** DATA IN THIS EXERCISE **
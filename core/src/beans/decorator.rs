use crate::beans::metadata::{BeanId, Instance, TypeSpec};
use crate::context::CreationContext;
use crate::errors::{error_codes, ContainerError, ContainerResult};
use crate::qualifiers::{Qualifier, QualifierSet};
use crate::types::TypeDescriptor;
use std::fmt;
use std::sync::Arc;

/// Wraps the delegate instance and returns the decorated one.
pub type DecorateFn =
    Arc<dyn Fn(Instance, &mut CreationContext<'_>) -> ContainerResult<Instance> + Send + Sync>;

/// **DECORATOR METADATA**
///
/// Applies to every bean having a type matched by `delegate_type` and qualifiers
/// matched by `delegate_qualifiers`. Enabled only when it carries a priority.
#[derive(Clone)]
pub struct DecoratorMetadata {
    id: BeanId,
    delegate_type: TypeDescriptor,
    delegate_qualifiers: QualifierSet,
    priority: Option<i32>,
    decorate: DecorateFn,
}

impl DecoratorMetadata {
    pub fn builder(id: impl Into<String>) -> DecoratorBuilder {
        DecoratorBuilder {
            id: id.into(),
            delegate_type: None,
            delegate_qualifiers: Vec::new(),
            priority: None,
            decorate: None,
        }
    }

    pub fn id(&self) -> &BeanId {
        &self.id
    }

    pub fn delegate_type(&self) -> &TypeDescriptor {
        &self.delegate_type
    }

    pub fn delegate_qualifiers(&self) -> &QualifierSet {
        &self.delegate_qualifiers
    }

    pub fn priority(&self) -> Option<i32> {
        self.priority
    }

    pub fn is_enabled(&self) -> bool {
        self.priority.is_some()
    }

    pub fn apply(
        &self,
        delegate: Instance,
        ctx: &mut CreationContext<'_>,
    ) -> ContainerResult<Instance> {
        (self.decorate)(delegate, ctx)
    }
}

impl fmt::Debug for DecoratorMetadata {
    fn fmt(&self, f: &mut fmt::Formatter<'_>) -> fmt::Result {
        f.debug_struct("DecoratorMetadata")
            .field("id", &self.id)
            .field("delegate_type", &self.delegate_type)
            .field("delegate_qualifiers", &self.delegate_qualifiers)
            .field("priority", &self.priority)
            .finish_non_exhaustive()
    }
}

pub struct DecoratorBuilder {
    id: String,
    delegate_type: Option<TypeSpec>,
    delegate_qualifiers: Vec<Qualifier>,
    priority: Option<i32>,
    decorate: Option<DecorateFn>,
}

impl DecoratorBuilder {
    pub fn delegate(mut self, ty: impl Into<TypeSpec>) -> Self {
        self.delegate_type = Some(ty.into());
        self
    }

    pub fn delegate_qualifier(mut self, qualifier: Qualifier) -> Self {
        self.delegate_qualifiers.push(qualifier);
        self
    }

    pub fn priority(mut self, priority: i32) -> Self {
        self.priority = Some(priority);
        self
    }

    pub fn decorate<F>(mut self, decorate: F) -> Self
    where
        F: Fn(Instance, &mut CreationContext<'_>) -> ContainerResult<Instance>
            + Send
            + Sync
            + 'static,
    {
        self.decorate = Some(Arc::new(decorate));
        self
    }

    pub fn build(self) -> ContainerResult<DecoratorMetadata> {
        let invalid = |reason: &str| {
            ContainerError::definition(
                error_codes::INVALID_DECORATOR,
                format!("decorator '{}' {}", self.id, reason),
            )
        };

        if self.id.trim().is_empty() {
            return Err(ContainerError::definition(
                error_codes::EMPTY_BEAN_ID,
                "decorator identifier must not be empty",
            ));
        }
        let delegate_type = self
            .delegate_type
            .ok_or_else(|| invalid("declares no delegate type"))?
            .resolve()?
            .normalized();
        if !delegate_type.is_legal_top_level() {
            return Err(invalid("declares an illegal delegate type"));
        }
        let decorate = self
            .decorate
            .ok_or_else(|| invalid("declares no decorate function"))?;

        Ok(DecoratorMetadata {
            id: BeanId::new(self.id),
            delegate_type,
            delegate_qualifiers: self.delegate_qualifiers.into_iter().collect(),
            priority: self.priority,
            decorate,
        })
    }
}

** PROBLEM REQUIREMENTS **
In the records above, find every line with the word "Send" and copy it.

** FINAL ANSWER **
    Arc<dyn Fn(Instance, &mut CreationContext<'_>) -> ContainerResult<Instance> + Send + Sync>;
            + Send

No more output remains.